Particularly after Biden’s weak debate performance last week, Arizona
Democrats hope the abortion measure will mobilize their voters and
boost their chances in crucial presidential and Senate contests that top
the ballot.

In a June poll of female Arizona voters from KFF, 60% of Democrats
said they’re more likely to vote in November with the abortion measure
on the ballot, as would 52% of independents and 37% of Republican women.

The spike is especially sharp among younger voters: 74% of women
under 30 told pollsters the ballot measure will draw them to the polls.
That’s a cohort that propelled Biden to victory in 2020.

Six states had measures on the ballot in November 2022 to protect
abortion access. The measures passed in three of those states, including
Michigan – like Arizona, a key presidential battleground.

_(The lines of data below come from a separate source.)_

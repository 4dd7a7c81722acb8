//! Footprint arithmetic for rectangular floor plans.
//!
//! Pure and total: degenerate inputs yield a count of zero instead of an
//! error, so callers treat "does not fit" and "nonsense dimensions"
//! uniformly.

use crate::model::EPSILON_GENERAL;

/// Number of `len × wid` footprints tiling a floor in one fixed orientation.
fn slots_oriented(floor_len: f64, floor_wid: f64, item_len: f64, item_wid: f64) -> u32 {
    if item_len <= EPSILON_GENERAL || item_wid <= EPSILON_GENERAL {
        return 0;
    }
    if floor_len <= 0.0 || floor_wid <= 0.0 {
        return 0;
    }
    ((floor_len / item_len).floor() * (floor_wid / item_wid).floor()) as u32
}

/// Maximum number of `item_len × item_wid` footprints that fit on a
/// `floor_len × floor_wid` floor, allowing the two axis-aligned rotations.
///
/// Returns 0 when the footprint exceeds the floor in both rotations.
pub fn floor_slots(floor_len: f64, floor_wid: f64, item_len: f64, item_wid: f64) -> u32 {
    slots_oriented(floor_len, floor_wid, item_len, item_wid)
        .max(slots_oriented(floor_len, floor_wid, item_wid, item_len))
}

/// Full layers of height `item_height` that fit under a ceiling of `budget`.
pub fn layers_by_height(budget: f64, item_height: f64) -> u32 {
    if item_height <= EPSILON_GENERAL || budget <= 0.0 {
        return 0;
    }
    (budget / item_height).floor() as u32
}
//! Packing the pallet inventory (or loose cartons) into freight containers.
//!
//! Container selection is greedy: the smallest catalog type that takes
//! everything still outstanding wins; otherwise the largest type is filled
//! as far as it goes and the loop repeats. Within one container, floor
//! slots are filled tallest-shape-first so as little door height as
//! possible is wasted.

use std::cmp::Ordering;

use crate::geometry;
use crate::model::{
    Carton, ContainerManifest, ContainerType, EPSILON_GENERAL, FreightLimits, ManifestLoad,
    PalletCount, PalletInventory, PalletSpec, PlanError, ShipmentMode, ShipmentPlan,
    ShipmentRequest, WeightStatus, round2,
};
use crate::pallet::{ShapeTable, allocate_inventory, build_shape_table};

/// Progress events emitted while a plan is computed, for live streaming.
#[derive(Clone, Debug, serde::Serialize)]
#[serde(tag = "type")]
pub enum PlanEvent {
    /// Pallet shapes were derived and the inventory allocated.
    PalletsBuilt { total_pallets: u32 },
    /// One container was committed to the plan.
    ContainerCommitted {
        index: usize,
        container: String,
        cartons: u32,
        pallets: u32,
        total_weight_kg: f64,
    },
    /// Planning finished with a complete plan.
    Finished {
        containers: usize,
        weight_status: WeightStatus,
    },
    /// Planning aborted; no plan was produced.
    Failed { message: String },
}

/// Computes a full shipment plan for a validated request.
///
/// Pure apart from the injected limits and catalog: identical inputs yield
/// identical plans.
pub fn plan_shipment(
    request: &ShipmentRequest,
    catalog: &[ContainerType],
    limits: &FreightLimits,
) -> Result<ShipmentPlan, PlanError> {
    plan_shipment_with_progress(request, catalog, limits, |_| {})
}

/// Like [`plan_shipment`], invoking `on_event` for each planning step.
pub fn plan_shipment_with_progress(
    request: &ShipmentRequest,
    catalog: &[ContainerType],
    limits: &FreightLimits,
    mut on_event: impl FnMut(&PlanEvent),
) -> Result<ShipmentPlan, PlanError> {
    match &request.mode {
        ShipmentMode::Palletized(pallet) => plan_palletized(
            request.total_cartons,
            &request.carton,
            pallet,
            catalog,
            limits,
            &mut on_event,
        ),
        ShipmentMode::FloorLoaded => plan_floor_loaded(
            request.total_cartons,
            &request.carton,
            catalog,
            limits,
            &mut on_event,
        ),
    }
}

/// Catalog copy sorted ascending by volume, so "smallest that fits" and
/// "largest fallback" are independent of the caller's ordering.
fn sorted_catalog(catalog: &[ContainerType]) -> Result<Vec<ContainerType>, PlanError> {
    if catalog.is_empty() {
        return Err(PlanError::Infeasible(
            "No container types configured".to_string(),
        ));
    }
    let mut catalog = catalog.to_vec();
    catalog.sort_by(|a, b| a.volume().partial_cmp(&b.volume()).unwrap_or(Ordering::Equal));
    Ok(catalog)
}

/// Simulates loading pallets from `pool` into a single container.
///
/// Floor slots are filled one at a time; within a slot the tallest shape
/// still in the pool that fits the remaining door height is stacked next.
/// A shape is only admitted while the running container weight stays under
/// the road limit, except that the first pallet of a container is always
/// admitted: an overweight-but-feasible load is reported and flagged later
/// rather than refused.
///
/// Operates on a copy of the pool and returns the counts actually placed,
/// which may be empty when nothing fits at all.
pub(crate) fn simulate_container_load(
    container: &ContainerType,
    pool: &PalletInventory,
    table: &ShapeTable,
    limits: &FreightLimits,
) -> PalletInventory {
    let slots = geometry::floor_slots(container.length, container.width, table.length, table.width);
    let mut pool = pool.clone();
    let mut placed = PalletInventory::new();
    let mut load_weight = 0.0_f64;

    for _ in 0..slots {
        if pool.is_empty() {
            break;
        }
        let mut remaining_height = container.height;
        loop {
            let next = table
                .shapes()
                .filter(|shape| pool.count(shape.kind) > 0)
                .filter(|shape| shape.height <= remaining_height + EPSILON_GENERAL)
                .filter(|shape| {
                    load_weight <= EPSILON_GENERAL
                        || load_weight + shape.loaded_weight_kg
                            <= limits.road_weight_limit_kg + EPSILON_GENERAL
                })
                .reduce(|best, shape| {
                    if shape.height > best.height + EPSILON_GENERAL {
                        shape
                    } else {
                        best
                    }
                });
            let Some(shape) = next else { break };
            pool.take_one(shape.kind);
            placed.add(shape.kind, 1);
            load_weight += shape.loaded_weight_kg;
            remaining_height -= shape.height;
        }
    }

    placed
}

Michigan voters enshrined a right to abortion into the state
constitution as Democrats romped to a victory that defied recent history
and most prognostications. Gov. Gretchen Whitmer sailed to reelection
with a victory margin of over 10 percentage points. Democrats took
control of both houses of the Legislature for the first time in nearly
four decades. Turnout rose 4.7% from the previous midterm elections in

“The abortion ballot initiative changed the electorate in favor of
Democrats and made some of the statewide races more about abortion than
they otherwise would,” said Matt Grossmann, a political scientist at
Michigan State University.

“What we saw is people voting who normally vote only in presidential
elections…voted in the midterm election this time because the abortion
initiative was on the ballot,” he said.

Whitmer’s GOP challenger Tudor Dixon, a conservative commentator,
expressed hard-line stances on abortion. She later rued her refusal to
moderate her stance and said it left her wide open to Democratic attacks
that resonated with voters.

It’s a mistake Kari Lake appears keen to learn from in Arizona.

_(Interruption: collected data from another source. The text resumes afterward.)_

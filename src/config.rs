use std::env;
use std::net::{IpAddr, Ipv4Addr, Ipv6Addr, SocketAddr};

use crate::model::FreightLimits;

/// Complete application configuration, loaded from environment variables or default values.
#[derive(Clone, Debug)]
pub struct AppConfig {
    pub api: ApiConfig,
    pub freight: FreightConfig,
}

impl AppConfig {
    /// Creates a configuration from the currently available environment variables.
    pub fn from_env() -> Self {
        Self {
            api: ApiConfig::from_env(),
            freight: FreightConfig::from_env(),
        }
    }
}

/// Configuration for the API server.
#[derive(Clone, Debug)]
pub struct ApiConfig {
    bind_ip: IpAddr,
    display_host: String,
    port: u16,
}

impl ApiConfig {
    const DEFAULT_HOST: &'static str = "0.0.0.0";
    const DEFAULT_PORT: u16 = 8080;

    fn from_env() -> Self {
        let host_value =
            env_string("LOADPLAN_API_HOST").unwrap_or_else(|| Self::DEFAULT_HOST.to_string());
        let (bind_ip, effective_host) = match host_value.parse::<IpAddr>() {
            Ok(ip) => (ip, host_value),
            Err(err) => {
                eprintln!(
                    "⚠️ Could not parse LOADPLAN_API_HOST ('{}'): {}. Using {}.",
                    host_value,
                    err,
                    Self::DEFAULT_HOST
                );
                (
                    Self::DEFAULT_HOST
                        .parse::<IpAddr>()
                        .expect("Default host must be valid"),
                    Self::DEFAULT_HOST.to_string(),
                )
            }
        };

        let port = match env_string("LOADPLAN_API_PORT") {
            Some(raw) => match raw.parse::<u16>() {
                Ok(value) if value != 0 => value,
                Ok(_) => {
                    eprintln!(
                        "⚠️ LOADPLAN_API_PORT must not be 0. Using {}.",
                        Self::DEFAULT_PORT
                    );
                    Self::DEFAULT_PORT
                }
                Err(err) => {
                    eprintln!(
                        "⚠️ Could not parse LOADPLAN_API_PORT ('{}'): {}. Using {}.",
                        raw,
                        err,
                        Self::DEFAULT_PORT
                    );
                    Self::DEFAULT_PORT
                }
            },
            None => Self::DEFAULT_PORT,
        };

        Self {
            bind_ip,
            display_host: effective_host,
            port,
        }
    }

    /// Socket address to bind the server to.
    pub fn socket_addr(&self) -> SocketAddr {
        SocketAddr::new(self.bind_ip, self.port)
    }

    /// Visible hostname for logging and hints.
    pub fn display_host(&self) -> &str {
        &self.display_host
    }

    /// Configured port.
    pub fn port(&self) -> u16 {
        self.port
    }

    /// Indicates whether binding to all interfaces.
    pub fn binds_to_all_interfaces(&self) -> bool {
        match self.bind_ip {
            IpAddr::V4(addr) => addr == Ipv4Addr::UNSPECIFIED,
            IpAddr::V6(addr) => addr == Ipv6Addr::UNSPECIFIED,
        }
    }
}

/// Configuration for road freight limits.
#[derive(Clone, Debug)]
pub struct FreightConfig {
    limits: FreightLimits,
}

impl FreightConfig {
    const ROAD_WEIGHT_VAR: &'static str = "LOADPLAN_ROAD_WEIGHT_LIMIT_KG";
    const DOOR_HEIGHT_VAR: &'static str = "LOADPLAN_DOOR_HEIGHT_CM";

    fn from_env() -> Self {
        let road_weight_limit_kg = load_f64_with_warning(
            Self::ROAD_WEIGHT_VAR,
            FreightLimits::DEFAULT_ROAD_WEIGHT_LIMIT_KG,
            |value| value > 0.0,
            "must be greater than 0",
            "Warning: Adjusted road weight limit may not be street legal",
        );

        let door_height_cm = load_f64_with_warning(
            Self::DOOR_HEIGHT_VAR,
            FreightLimits::DEFAULT_DOOR_HEIGHT_CM,
            |value| value > 0.0,
            "must be greater than 0",
            "Warning: Adjusted door height may not match real container doors",
        );

        Self {
            limits: FreightLimits {
                road_weight_limit_kg,
                door_height_cm,
            },
        }
    }

    /// Returns the configured freight limits.
    pub fn limits(&self) -> FreightLimits {
        self.limits
    }
}

fn env_string(name: &str) -> Option<String> {
    match env::var(name) {
        Ok(value) => {
            let trimmed = value.trim();
            if trimmed.is_empty() {
                None
            } else {
                Some(trimmed.to_owned())
            }
        }
        Err(env::VarError::NotPresent) => None,
        Err(err) => {
            eprintln!(
                "⚠️ Access to {} failed: {}. Using default value.",
                name, err
            );
            None
        }
    }
}

fn load_f64_with_warning(
    var_name: &str,
    default: f64,
    validator: impl Fn(f64) -> bool,
    invalid_hint: &str,
    warning: &str,
) -> f64 {
    match env_string(var_name) {
        Some(raw) => match raw.parse::<f64>() {
            Ok(value) => {
                if !validator(value) {
                    eprintln!(
                        "⚠️ {} contains invalid value '{}': {}. Using {}.",
                        var_name, raw, invalid_hint, default
                    );
                    default
                } else {
                    let tolerance = (default.abs().max(1.0)) * 1e-9;
                    if (value - default).abs() > tolerance {
                        println!("⚠️ {} ({} = {}).", warning, var_name, value);
                    }
                    value
                }
            }
            Err(err) => {
                eprintln!(
                    "⚠️ Could not parse {} ('{}') as number: {}. Using {}.",
                    var_name, raw, err, default
                );
                default
            }
        },
        None => default,
    }
}

#[cfg(test)]
mod tests {
    use super::*;

    #[test]
    fn test_load_f64_default_when_unset() {
        let value = load_f64_with_warning(
            "LOADPLAN_TEST_UNSET_VAR",
            19950.0,
            |value| value > 0.0,
            "must be greater than 0",
            "unused",
        );
        assert_eq!(value, 19950.0);
    }

    #[test]
    fn test_default_freight_limits_match_model() {
        let limits = FreightLimits::default();
        assert_eq!(limits.road_weight_limit_kg, 19950.0);
        assert_eq!(limits.door_height_cm, 258.0);
    }
}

The likely GOP nominee for an open U.S. Senate seat, she has called
abortion the “ultimate sin.” She expressed support for enforcing an 1864
state law – shelved by the landmark ruling in 1973 protecting abortion
rights through viability – after the Supreme Court that struck down Roe
v. Wade.

When the state’s highest court ordered the 1864 ban reinstated, Lake backtracked.

“We must have exceptions for rape, incest, and threats to the life of
the mother,” she posted on X, adding that a ban without such exceptions
“is not where the people are.”

Rep. Ruben Gallego of Phoenix, unopposed for the Democratic nomination for Senate in the July 30 primary, slammed her.

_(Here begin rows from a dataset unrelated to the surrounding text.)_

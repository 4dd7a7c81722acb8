//! Pallet configuration: deriving pallet shapes from carton and pallet
//! dimensions, and allocating a pallet inventory for a carton count.
//!
//! Three shapes exist per request. The Base shape is the tallest pallet the
//! warehouse may build under its stacking limit. The Topper is a shorter
//! pallet sized so that one can ride on top of a Base inside the tallest
//! container of the catalog. At most one Remnant pallet absorbs whatever
//! cartons are left after full pallets are taken.

use std::cmp::Ordering;

use crate::geometry;
use crate::model::{
    Carton, ContainerType, FreightLimits, PalletInventory, PalletShape, PalletSpec, ShapeKind,
    ValidationError, round2,
};

/// Pallet shapes derived for one request, plus the footprint shared by all
/// of them.
#[derive(Clone, Debug)]
pub struct ShapeTable {
    /// Pallet footprint, the floor area every shape occupies.
    pub length: f64,
    pub width: f64,
    pub cartons_per_layer: u32,
    pub base: PalletShape,
    pub topper: Option<PalletShape>,
    pub remnant: Option<PalletShape>,
}

impl ShapeTable {
    pub fn get(&self, kind: ShapeKind) -> Option<&PalletShape> {
        match kind {
            ShapeKind::Base => Some(&self.base),
            ShapeKind::Topper => self.topper.as_ref(),
            ShapeKind::Remnant => self.remnant.as_ref(),
        }
    }

    /// All shapes present, in declaration order (Base, Topper, Remnant).
    pub fn shapes(&self) -> impl Iterator<Item = &PalletShape> {
        std::iter::once(&self.base)
            .chain(self.topper.as_ref())
            .chain(self.remnant.as_ref())
    }

    /// Cartons represented by `inventory` under this table.
    pub fn cartons_in(&self, inventory: &PalletInventory) -> u64 {
        inventory
            .iter()
            .map(|(kind, count)| {
                self.get(kind).map_or(0, |shape| shape.cartons as u64) * count as u64
            })
            .sum()
    }
}

fn shape(
    kind: ShapeKind,
    layers: u32,
    cartons: u32,
    carton: &Carton,
    pallet: &PalletSpec,
) -> PalletShape {
    PalletShape {
        kind,
        layers,
        cartons,
        height: round2(layers as f64 * carton.height + pallet.height),
        loaded_weight_kg: round2(cartons as f64 * carton.weight + pallet.weight),
    }
}

/// Derives the Base shape, and the Topper shape when the tallest container
/// of `catalog` leaves room for a second pallet above a Base.
///
/// The height budget for the Base is the lower of the warehouse stacking
/// limit and the container door height. The Topper is sized against the
/// tallest container's headroom above a Base pallet and additionally capped
/// at the Base's layer count, so no shape ever exceeds the effective
/// stacking limit.
pub fn build_shape_table(
    carton: &Carton,
    pallet: &PalletSpec,
    catalog: &[ContainerType],
    limits: &FreightLimits,
) -> Result<ShapeTable, ValidationError> {
    let cartons_per_layer =
        geometry::floor_slots(pallet.length, pallet.width, carton.length, carton.width);
    if cartons_per_layer == 0 {
        return Err(ValidationError::InvalidConfiguration(
            "Carton is larger than the pallet base".to_string(),
        ));
    }

    let effective_max = pallet.max_stack_height.min(limits.door_height_cm);
    let base_layers = geometry::layers_by_height(effective_max - pallet.height, carton.height);
    if base_layers == 0 {
        return Err(ValidationError::InvalidConfiguration(
            "Cannot build a base pallet within the height limit".to_string(),
        ));
    }
    let base = shape(
        ShapeKind::Base,
        base_layers,
        base_layers * cartons_per_layer,
        carton,
        pallet,
    );

    let tallest = catalog
        .iter()
        .max_by(|a, b| a.height.partial_cmp(&b.height).unwrap_or(Ordering::Equal));
    let topper = tallest.and_then(|container| {
        let headroom = container.height - base.height;
        if headroom <= pallet.height {
            return None;
        }
        let layers =
            geometry::layers_by_height(headroom - pallet.height, carton.height).min(base_layers);
        if layers == 0 {
            return None;
        }
        Some(shape(
            ShapeKind::Topper,
            layers,
            layers * cartons_per_layer,
            carton,
            pallet,
        ))
    });

    Ok(ShapeTable {
        length: pallet.length,
        width: pallet.width,
        cartons_per_layer,
        base,
        topper,
        remnant: None,
    })
}

/// Allocates pallets for `total_cartons`: stacked Base+Topper pairs first,
/// then Base-only pallets, then at most one Remnant sized to hold exactly
/// the leftover. Every carton lands on exactly one pallet.
///
/// Sets `table.remnant` when a Remnant pallet is needed.
pub fn allocate_inventory(
    total_cartons: u32,
    table: &mut ShapeTable,
    carton: &Carton,
    pallet: &PalletSpec,
) -> PalletInventory {
    let mut inventory = PalletInventory::new();
    let mut remaining = total_cartons;

    if let Some(topper) = table.topper {
        let stack_capacity = table.base.cartons + topper.cartons;
        let stacks = remaining / stack_capacity;
        inventory.add(ShapeKind::Base, stacks);
        inventory.add(ShapeKind::Topper, stacks);
        remaining %= stack_capacity;
    }

    let base_only = remaining / table.base.cartons;
    inventory.add(ShapeKind::Base, base_only);
    remaining %= table.base.cartons;

    if remaining > 0 {
        let layers = remaining.div_ceil(table.cartons_per_layer);
        table.remnant = Some(shape(ShapeKind::Remnant, layers, remaining, carton, pallet));
        inventory.add(ShapeKind::Remnant, 1);
    }

    inventory
}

“Politicians like Kari Lake have put this state in danger, put the
health of women in danger, for power, and now they’re trying to run away
from it,” he told MSNBC at the time.

Gallego has made abortion rights central to his campaign, vowing to
eliminate the filibuster to overcome resistance in the Senate to a
proposal to codify Roe.

Polling from CBS/YouGov in May showed 65% of voters in Arizona favor a
constitutional right to abortion. Gallego holds a narrow lead over
Lake, and in some polls they’re tied.

Abortion remains one of Trump’s most vulnerable issues.

Backlash to the Supreme Court’s ruling in Dobbs v. Jackson Women’s
Health, the case that dismantled federal protection for abortion access,
was widely seen as a key reason Democrats averted disaster in the 2022
general elections.

Instead of the red wave Republicans expected, Democrats held the GOP
to small gains in the U.S. House and actually picked up a seat in the
Senate. Historically, the president’s party suffers big setbacks in

Democrats are campaigning relentlessly on the issue in Arizona.

Vice President Kamala Harris stumping in downtown Phoenix last week on the two-year anniversary of Dobbs, blasted Trump for naming three of the justices who overturned Roe.

She urged voters “to understand the connection between this issue and elections.”

Interior Secretary Interior Deb Haaland, Sen. Laphonza Butler,
D-Calif., and Arizona Attorney General Kris Mayes have all held events
in Arizona in the past months to rally support for abortion rights.

The secretary of state’s office expects to certify Arizona’s ballot
measure in the next week. Backers needed exactly 383,923 signatures and
delivered more than twice as many.

Five other states will have similar measures on the November ballot
to codify abortion rights: Florida, Colorado, Nevada, South Dakota, and

Backers in three other states – Nebraska, Montana, and Arkansas – are gathering signatures or awaiting certification.

“Democrats did better in 2022 than they otherwise would have because
of the abortion issue,” said Mary Ziegler, a law professor at the
University of California at Davis who studies reproductive rights. “It’s
definitely going to help.”

The impact of these ballot measures has varied and they are no silver bullet for Democrats.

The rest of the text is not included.